[Collected data]
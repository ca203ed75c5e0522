use crate::decode::{error::ExtractError, extract, DecodedSample, Decompress};
use crate::error::DecodeError;
use crate::export::{write_wav, ExportError};
use crate::header::SampleDescriptor;
use crate::read::Reader;
use std::{
    fmt::{Debug, Formatter, Result as FmtResult},
    io::{Read, Seek, Write},
};

/// One sample of a sound bank together with its data.
#[derive(Clone, Debug, PartialEq, Eq)]
pub struct Stream {
    index: u32,
    descriptor: SampleDescriptor,
    data: Box<[u8]>,
}

impl Stream {
    pub(crate) fn new(index: u32, descriptor: SampleDescriptor, data: Box<[u8]>) -> Self {
        Self {
            index,
            descriptor,
            data,
        }
    }

    /// Returns the position of the sample in the sound bank.
    #[must_use]
    pub fn index(&self) -> u32 {
        self.index
    }

    /// Returns the metadata of the sample.
    #[must_use]
    pub fn descriptor(&self) -> &SampleDescriptor {
        &self.descriptor
    }

    /// Returns the sample data as stored in the sound bank.
    #[must_use]
    pub fn data(&self) -> &[u8] {
        &self.data
    }

    /// Converts the sample data to PCM. See [`crate::extract_all_to_pcm`] for how each format is handled.
    ///
    /// # Errors
    /// Fails if `decoder` fails on data it claims to support.
    pub fn extract(&self, decoder: &impl Decompress) -> Result<DecodedSample, ExtractError> {
        extract(&self.descriptor, &self.data, decoder)
    }

    /// Writes PCM sample data to `sink` as a WAV file.
    ///
    /// # Errors
    /// Fails if the sample is not PCM (use [`Stream::extract`] first) or if writing fails.
    pub fn write_wav<W: Write + Seek>(&self, sink: W) -> Result<(), ExportError> {
        write_wav(
            self.descriptor.format,
            self.descriptor.sample_rate,
            self.descriptor.channels,
            &self.data,
            sink,
        )
    }
}

/// Iterator over the samples of a [`Bank`](crate::Bank), reading their data in order.
///
/// Iteration ends after the first error.
pub struct StreamIntoIter<R: Read> {
    index: u32,
    descriptors: Box<[SampleDescriptor]>,
    reader: Reader<R>,
}

impl<R: Read> StreamIntoIter<R> {
    pub(crate) fn new(descriptors: Box<[SampleDescriptor]>, reader: Reader<R>) -> Self {
        Self {
            index: 0,
            descriptors,
            reader,
        }
    }

    fn read_stream(&mut self, descriptor: SampleDescriptor) -> Result<Stream, DecodeError> {
        self.reader
            .advance_to(descriptor.offset as usize)
            .map_err(DecodeError::payload(self.index))?;

        let data = self
            .reader
            .take(descriptor.size as usize)
            .map_err(DecodeError::payload(self.index))?;

        Ok(Stream::new(self.index, descriptor, data.into_boxed_slice()))
    }
}

impl<R: Read> Iterator for StreamIntoIter<R> {
    type Item = Result<Stream, DecodeError>;

    fn next(&mut self) -> Option<Self::Item> {
        let descriptor = self.descriptors.get(self.index as usize).cloned()?;
        let item = self.read_stream(descriptor);

        self.index = match item {
            Ok(_) => self.index + 1,
            // nothing after a failed read can be trusted
            Err(_) => u32::try_from(self.descriptors.len()).unwrap_or(u32::MAX),
        };

        Some(item)
    }

    fn size_hint(&self) -> (usize, Option<usize>) {
        let len = self.descriptors.len().saturating_sub(self.index as usize);
        (len, Some(len))
    }
}

impl<R: Read> ExactSizeIterator for StreamIntoIter<R> {}

impl<R: Read> Debug for StreamIntoIter<R> {
    fn fmt(&self, f: &mut Formatter<'_>) -> FmtResult {
        f.debug_struct("StreamIntoIter")
            .field("index", &self.index)
            .field("remaining", &self.len())
            .finish_non_exhaustive()
    }
}
use std::{
    error::Error,
    fmt::{Display, Formatter, Result as FmtResult},
    io::{Error as IoError, Write},
};

pub(crate) struct Writer<W: Write> {
    inner: W,
    position: usize,
}

impl<W: Write> Writer<W> {
    pub(crate) fn new(writer: W) -> Self {
        Self {
            inner: writer,
            position: 0,
        }
    }

    pub(crate) fn position(&self) -> usize {
        self.position
    }

    pub(crate) fn bytes(&mut self, data: &[u8]) -> WriteResult<()> {
        match self.inner.write_all(data) {
            Ok(()) => {
                self.position += data.len();
                Ok(())
            }
            Err(source) => Err(WriteError {
                position: self.position,
                source,
            }),
        }
    }

    pub(crate) fn le_u16(&mut self, value: u16) -> WriteResult<()> {
        self.bytes(&value.to_le_bytes())
    }

    pub(crate) fn le_u32(&mut self, value: u32) -> WriteResult<()> {
        self.bytes(&value.to_le_bytes())
    }

    pub(crate) fn flush(&mut self) -> WriteResult<()> {
        self.inner.flush().map_err(|source| WriteError {
            position: self.position,
            source,
        })
    }
}

pub(crate) type WriteResult<T> = Result<T, WriteError>;

#[derive(Debug)]
pub(crate) struct WriteError {
    position: usize,
    source: IoError,
}

impl Display for WriteError {
    fn fmt(&self, f: &mut Formatter<'_>) -> FmtResult {
        f.write_str(&format!(
            "failed to write data due to I/O error - byte position {}",
            self.position
        ))
    }
}

impl Error for WriteError {
    fn source(&self) -> Option<&(dyn Error + 'static)> {
        Some(&self.source)
    }
}
use super::error::{SampleError, SampleErrorKind};
use super::table::{index_from_rate, rate_from_index, DEFAULT_RATE_INDEX};
use super::{AudioFormat, Loop, SampleDescriptor, Version};
use crate::read::Reader;
use crate::write::{WriteResult, Writer};
use bilge::prelude::*;
use log::{trace, warn};
use packed::{CompactMetadata, ExtendedFlags, LegacyFlags};
use std::{
    io::{Read, Write},
    num::NonZeroU16,
};
use tap::Pipe;

// Accessors and setters are generated for every field, and not all of them are used.
#[allow(dead_code, unreachable_pub)]
mod packed {
    use bilge::prelude::*;

    // FSB1 and FSB2 pack the format into 3 bits.
    #[bitsize(16)]
    #[derive(FromBits)]
    pub(super) struct LegacyFlags {
        pub(super) format: u3,
        pub(super) channels: u2,
        pub(super) rest: u11,
    }

    // FSB3 and FSB4 widen the format to 5 bits.
    #[bitsize(16)]
    #[derive(FromBits)]
    pub(super) struct ExtendedFlags {
        pub(super) format: u5,
        pub(super) channels: u2,
        pub(super) rest: u9,
    }

    // FSB5 folds format, channels and sample rate into a single word.
    #[bitsize(32)]
    #[derive(FromBits)]
    pub(super) struct CompactMetadata {
        pub(super) format: u5,
        pub(super) channels: u2,
        pub(super) sample_rate: u4,
        pub(super) has_loop: bool,
        pub(super) rest: u20,
    }
}

/// The largest channel count any record layout can store (2 bits holding `channels - 1`).
pub(crate) const MAX_CHANNELS: u16 = 4;

/// Per-sample metadata as stored in one sample header, before a name is attached.
#[derive(Clone, Debug, PartialEq, Eq)]
pub(crate) struct SampleRecord {
    pub(crate) size: u32,
    pub(crate) offset: u32,
    pub(crate) format: AudioFormat,
    pub(crate) channels: NonZeroU16,
    pub(crate) sample_rate: u32,
    pub(crate) stream_loop: Option<Loop>,
}

impl SampleRecord {
    pub(crate) fn with_name(self, name: Box<str>) -> SampleDescriptor {
        SampleDescriptor {
            name,
            format: self.format,
            sample_rate: self.sample_rate,
            channels: self.channels,
            stream_loop: self.stream_loop,
            size: self.size,
            offset: self.offset,
        }
    }
}

/// How sample headers are laid out on disk. Each version maps to exactly one layout.
#[derive(Clone, Copy, Debug, PartialEq, Eq)]
pub(crate) enum RecordLayout {
    /// FSB1, FSB2
    Legacy,
    /// FSB3, FSB4 (FSB4 appends an unused 32-bit flags word)
    Extended { extra_flags: bool },
    /// FSB5
    Compact,
}

impl From<Version> for RecordLayout {
    fn from(value: Version) -> Self {
        match value {
            Version::V1 | Version::V2 => Self::Legacy,
            Version::V3 => Self::Extended { extra_flags: false },
            Version::V4 => Self::Extended { extra_flags: true },
            Version::V5 => Self::Compact,
        }
    }
}

impl RecordLayout {
    /// Number of bytes one record occupies. Only FSB5 records vary, depending on loop presence.
    pub(crate) fn record_size(self, stream_loop: Option<Loop>) -> usize {
        match self {
            Self::Legacy | Self::Extended { extra_flags: false } => 22,
            Self::Extended { extra_flags: true } => 26,
            Self::Compact => match stream_loop {
                Some(_) => 20,
                None => 12,
            },
        }
    }

    /// Returns whether the format flag fits in this layout's format field.
    pub(crate) fn can_store(self, format: AudioFormat) -> bool {
        match self {
            Self::Legacy => format.flag() <= 0b111,
            Self::Extended { .. } | Self::Compact => format.flag() <= 0b1_1111,
        }
    }

    pub(crate) fn parse<R: Read>(
        self,
        reader: &mut Reader<R>,
        index: u32,
    ) -> Result<SampleRecord, SampleError> {
        let record = match self {
            Self::Legacy | Self::Extended { .. } => parse_explicit(self, reader, index)?,
            Self::Compact => parse_compact(reader, index)?,
        };

        trace!(
            "sample header {index}: {} ({} ch, {} Hz), {} bytes at offset {}",
            record.format,
            record.channels,
            record.sample_rate,
            record.size,
            record.offset
        );

        Ok(record)
    }

    /// Writes one record. The record must already have passed `can_store` and the channel limit.
    pub(crate) fn write<W: Write>(
        self,
        writer: &mut Writer<W>,
        record: &SampleRecord,
    ) -> WriteResult<()> {
        let channel_bits = channel_bits(record.channels);
        let (loop_start, loop_end) = record
            .stream_loop
            .map_or((0, 0), |stream_loop| (stream_loop.start(), stream_loop.end()));

        match self {
            Self::Legacy | Self::Extended { .. } => {
                let flags = match self {
                    Self::Legacy => u16::from(LegacyFlags::new(
                        u3::new(record.format.flag() & 0b111),
                        channel_bits,
                        u11::new(0),
                    )),
                    _ => u16::from(ExtendedFlags::new(
                        u5::new(record.format.flag() & 0b1_1111),
                        channel_bits,
                        u9::new(0),
                    )),
                };

                writer.le_u32(record.size)?;
                writer.le_u32(record.offset)?;
                writer.le_u16(flags)?;
                writer.le_u32(record.sample_rate)?;
                writer.le_u32(loop_start)?;
                writer.le_u32(loop_end)?;

                if self == (Self::Extended { extra_flags: true }) {
                    writer.le_u32(0)?;
                }
            }
            Self::Compact => {
                let rate_index = index_from_rate(record.sample_rate).unwrap_or_else(|| {
                    warn!(
                        "sample rate {} Hz has no FSB5 index; it will be stored as 44100 Hz",
                        record.sample_rate
                    );
                    DEFAULT_RATE_INDEX
                });

                let metadata = CompactMetadata::new(
                    u5::new(record.format.flag() & 0b1_1111),
                    channel_bits,
                    u4::new(rate_index),
                    record.stream_loop.is_some(),
                    u20::new(0),
                );

                writer.le_u32(record.size)?;
                writer.le_u32(u32::from(metadata))?;
                writer.le_u32(record.offset)?;

                if record.stream_loop.is_some() {
                    writer.le_u32(loop_start)?;
                    writer.le_u32(loop_end)?;
                }
            }
        }

        Ok(())
    }
}

fn parse_format(index: u32, flag: u8) -> Result<AudioFormat, SampleError> {
    AudioFormat::from_flag(flag)
        .ok_or_else(|| SampleError::new(index, SampleErrorKind::UnknownAudioFormat { flag }))
}

fn channel_bits(channels: NonZeroU16) -> u2 {
    // callers check MAX_CHANNELS first
    u2::new(u8::try_from(channels.get().min(MAX_CHANNELS) - 1).unwrap_or(3))
}

fn channels_from_bits(bits: u8) -> NonZeroU16 {
    NonZeroU16::MIN.saturating_add(u16::from(bits))
}

fn parse_explicit<R: Read>(
    layout: RecordLayout,
    reader: &mut Reader<R>,
    index: u32,
) -> Result<SampleRecord, SampleError> {
    let size = reader
        .le_u32()
        .map_err(SampleError::factory(index, SampleErrorKind::Size))?;

    let offset = reader
        .le_u32()
        .map_err(SampleError::factory(index, SampleErrorKind::Offset))?;

    let flags = reader
        .le_u16()
        .map_err(SampleError::factory(index, SampleErrorKind::Flags))?;

    let (format_flag, channel_bits) = if layout == RecordLayout::Legacy {
        let flags = LegacyFlags::from(flags);
        (flags.format().value(), flags.channels().value())
    } else {
        let flags = ExtendedFlags::from(flags);
        (flags.format().value(), flags.channels().value())
    };

    let sample_rate = reader
        .le_u32()
        .map_err(SampleError::factory(index, SampleErrorKind::SampleRate))?;

    let loop_start = reader
        .le_u32()
        .map_err(SampleError::factory(index, SampleErrorKind::LoopStart))?;

    let loop_end = reader
        .le_u32()
        .map_err(SampleError::factory(index, SampleErrorKind::LoopEnd))?;

    if layout == (RecordLayout::Extended { extra_flags: true }) {
        reader
            .skip(4)
            .map_err(SampleError::factory(index, SampleErrorKind::ExtraFlags))?;
    }

    Ok(SampleRecord {
        size,
        offset,
        format: parse_format(index, format_flag)?,
        channels: channels_from_bits(channel_bits),
        sample_rate,
        stream_loop: Loop::new(loop_start, loop_end),
    })
}

fn parse_compact<R: Read>(
    reader: &mut Reader<R>,
    index: u32,
) -> Result<SampleRecord, SampleError> {
    let size = reader
        .le_u32()
        .map_err(SampleError::factory(index, SampleErrorKind::Size))?;

    let metadata = reader
        .le_u32()
        .map_err(SampleError::factory(index, SampleErrorKind::Metadata))?
        .pipe(CompactMetadata::from);

    let offset = reader
        .le_u32()
        .map_err(SampleError::factory(index, SampleErrorKind::Offset))?;

    let stream_loop = if metadata.has_loop() {
        let start = reader
            .le_u32()
            .map_err(SampleError::factory(index, SampleErrorKind::LoopStart))?;

        let end = reader
            .le_u32()
            .map_err(SampleError::factory(index, SampleErrorKind::LoopEnd))?;

        Loop::new(start, end)
    } else {
        None
    };

    Ok(SampleRecord {
        size,
        offset,
        format: parse_format(index, metadata.format().value())?,
        channels: channels_from_bits(metadata.channels().value()),
        sample_rate: rate_from_index(metadata.sample_rate().value()),
        stream_loop,
    })
}
use super::error::ExtractError;
use crate::header::AudioFormat;
use std::num::NonZeroU16;

const INDEX_TABLE: [i8; 16] = [-1, -1, -1, -1, 2, 4, 6, 8, -1, -1, -1, -1, 2, 4, 6, 8];

const STEP_TABLE: [i32; 89] = [
    7, 8, 9, 10, 11, 12, 13, 14, 16, 17, 19, 21, 23, 25, 28, 31, 34, 37, 41, 45, 50, 55, 60, 66,
    73, 80, 88, 97, 107, 118, 130, 143, 157, 173, 190, 209, 230, 253, 279, 307, 337, 371, 408,
    449, 494, 544, 598, 658, 724, 796, 876, 963, 1060, 1166, 1282, 1411, 1552, 1707, 1878, 2066,
    2272, 2499, 2749, 3024, 3327, 3660, 4026, 4428, 4871, 5358, 5894, 6484, 7132, 7845, 8630,
    9493, 10442, 11487, 12635, 13899, 15289, 16818, 18500, 20350, 22385, 24623, 27086, 29794,
    32767,
];

/// Bytes of one block for one channel: a 4-byte header followed by 32 bytes of nibbles.
const BLOCK_SIZE: usize = 36;
const HEADER_SIZE: usize = 4;
/// Channels take turns every 4 bytes within the data part of a block.
const WORD_SIZE: usize = 4;
/// The header sample plus two samples per data byte.
const SAMPLES_PER_BLOCK: usize = 1 + (BLOCK_SIZE - HEADER_SIZE) * 2;

#[derive(Clone, Copy)]
struct Channel {
    predictor: i32,
    step_index: usize,
}

impl Channel {
    fn from_header(header: &[u8]) -> Self {
        Self {
            predictor: i32::from(i16::from_le_bytes([header[0], header[1]])),
            step_index: usize::from(header[2]).min(STEP_TABLE.len() - 1),
        }
    }

    fn expand(&mut self, nibble: u8) -> i16 {
        let step = STEP_TABLE[self.step_index];
        let mut diff = step >> 3;

        if nibble & 4 != 0 {
            diff += step;
        }
        if nibble & 2 != 0 {
            diff += step >> 1;
        }
        if nibble & 1 != 0 {
            diff += step >> 2;
        }
        if nibble & 8 != 0 {
            diff = -diff;
        }

        self.predictor = (self.predictor + diff).clamp(i32::from(i16::MIN), i32::from(i16::MAX));
        self.step_index = self
            .step_index
            .saturating_add_signed(isize::from(INDEX_TABLE[usize::from(nibble)]))
            .min(STEP_TABLE.len() - 1);

        // clamped to the i16 range above
        i16::try_from(self.predictor).unwrap_or_default()
    }
}

/// Decodes Xbox IMA ADPCM: fixed 36-byte blocks per channel, channels interleaved every 4 bytes.
pub(super) fn decode(data: &[u8], channels: NonZeroU16) -> Result<Vec<u8>, ExtractError> {
    let channel_count = usize::from(channels.get());
    let frame_size = BLOCK_SIZE * channel_count;

    if data.len() % frame_size != 0 {
        return Err(ExtractError::malformed(AudioFormat::ImaAdpcm));
    }

    let frames = data.len() / frame_size;
    let mut pcm = vec![0; frames * SAMPLES_PER_BLOCK * channel_count];

    let frames_out = pcm.chunks_exact_mut(SAMPLES_PER_BLOCK * channel_count);

    for (frame, out) in data.chunks_exact(frame_size).zip(frames_out) {
        let (headers, body) = frame.split_at(HEADER_SIZE * channel_count);

        for (channel, header) in headers.chunks_exact(HEADER_SIZE).enumerate() {
            let mut state = Channel::from_header(header);
            out[channel] = i16::try_from(state.predictor).unwrap_or_default();

            let words = body
                .chunks_exact(WORD_SIZE)
                .skip(channel)
                .step_by(channel_count);

            let mut position = 1;
            for byte in words.flatten() {
                for nibble in [byte & 0x0F, byte >> 4] {
                    out[position * channel_count + channel] = state.expand(nibble);
                    position += 1;
                }
            }
        }
    }

    Ok(pcm.into_iter().flat_map(i16::to_le_bytes).collect())
}
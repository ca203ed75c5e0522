use super::error::ExtractError;
use crate::header::AudioFormat;
use lewton::inside_ogg::OggStreamReader;
use std::io::Cursor;

const OGG_CAPTURE_PATTERN: &[u8; 4] = b"OggS";

// FSB5 stores bare Vorbis packets whose setup header lives outside the bank.
// Only data that carries its own Ogg framing can be decoded here.
pub(super) fn decode(data: &[u8]) -> Result<Vec<u8>, ExtractError> {
    if !data.starts_with(OGG_CAPTURE_PATTERN) {
        return Err(ExtractError::unsupported(AudioFormat::Vorbis));
    }

    let mut reader = OggStreamReader::new(Cursor::new(data)).map_err(ExtractError::from_lewton)?;
    let mut pcm = Vec::new();

    while let Some(packet) = reader
        .read_dec_packet_itl()
        .map_err(ExtractError::from_lewton)?
    {
        pcm.extend(packet.into_iter().flat_map(i16::to_le_bytes));
    }

    Ok(pcm)
}
/// Everything stored in a sound bank before its sample data.
#[derive(Clone, Debug, PartialEq, Eq)]
pub(crate) struct Header {
    pub(crate) container: ContainerHeader,
    pub(crate) samples: Box<[SampleDescriptor]>,
}

impl Header {
    pub(crate) fn parse<R: Read>(reader: &mut Reader<R>) -> Result<Self, HeaderError> {
        let container = ContainerHeader::parse(reader)?;

        debug!(
            "read {:?} header: {} samples, {} bytes of sample headers, {} bytes of names, {} bytes of sample data",
            container.version,
            container.sample_count,
            container.sample_headers_size,
            container.name_table_size,
            container.payload_size
        );

        let layout = RecordLayout::from(container.version);
        let mut records = Vec::new();

        for index in 0..container.sample_count {
            records.push(layout.parse(reader, index)?);
        }

        let actual = reader.position();
        let header_size = usize::try_from(container.sample_headers_size)
            .ok()
            .and_then(|size| HEADER_SIZE.checked_add(size))
            .ok_or_else(|| {
                HeaderError::new(HeaderErrorKind::WrongHeaderSize {
                    expected: usize::MAX,
                    actual,
                })
            })?;

        // make sure base header + sample headers have been read
        reader
            .advance_to(header_size)
            .map_err(HeaderError::factory(HeaderErrorKind::WrongHeaderSize {
                expected: header_size,
                actual,
            }))?;

        let names = name::read_names(reader, container.sample_count, container.name_table_size)?;

        let samples = zip(records, names)
            .map(|(record, name)| record.with_name(name))
            .collect();

        Ok(Self { container, samples })
    }
}

/// Layout version of a sound bank, from FSB1 to FSB5.
///
/// The version decides how each sample header is laid out:
/// FSB1 and FSB2 store a 3-bit audio format, FSB3 and FSB4 widen it to 5 bits,
/// and FSB5 packs format, channels and a sample rate index into one 32-bit word.
#[derive(Clone, Copy, Debug, PartialEq, Eq, Hash)]
pub enum Version {
    /// FSB1.
    V1,
    /// FSB2. Same sample header layout as FSB1.
    V2,
    /// FSB3.
    V3,
    /// FSB4. Same sample header layout as FSB3, plus an unused 32-bit flags word.
    V4,
    /// FSB5.
    V5,
}

impl Version {
    pub(crate) fn from_number(value: u32) -> Result<Self, HeaderError> {
        match value {
            1 => Ok(Self::V1),
            2 => Ok(Self::V2),
            3 => Ok(Self::V3),
            4 => Ok(Self::V4),
            5 => Ok(Self::V5),
            version => Err(HeaderError::new(HeaderErrorKind::UnknownVersion { version })),
        }
    }
}

impl From<Version> for u32 {
    fn from(value: Version) -> Self {
        match value {
            Version::V1 => 1,
            Version::V2 => 2,
            Version::V3 => 3,
            Version::V4 => 4,
            Version::V5 => 5,
        }
    }
}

* [PROBLEM DESCRIPTION]: Each line of the entries above that contains "Vorbis" must be copied into the answer.

* [WRITTEN RESPONSE]:
// FSB5 stores bare Vorbis packets whose setup header lives outside the bank.
        return Err(ExtractError::unsupported(AudioFormat::Vorbis));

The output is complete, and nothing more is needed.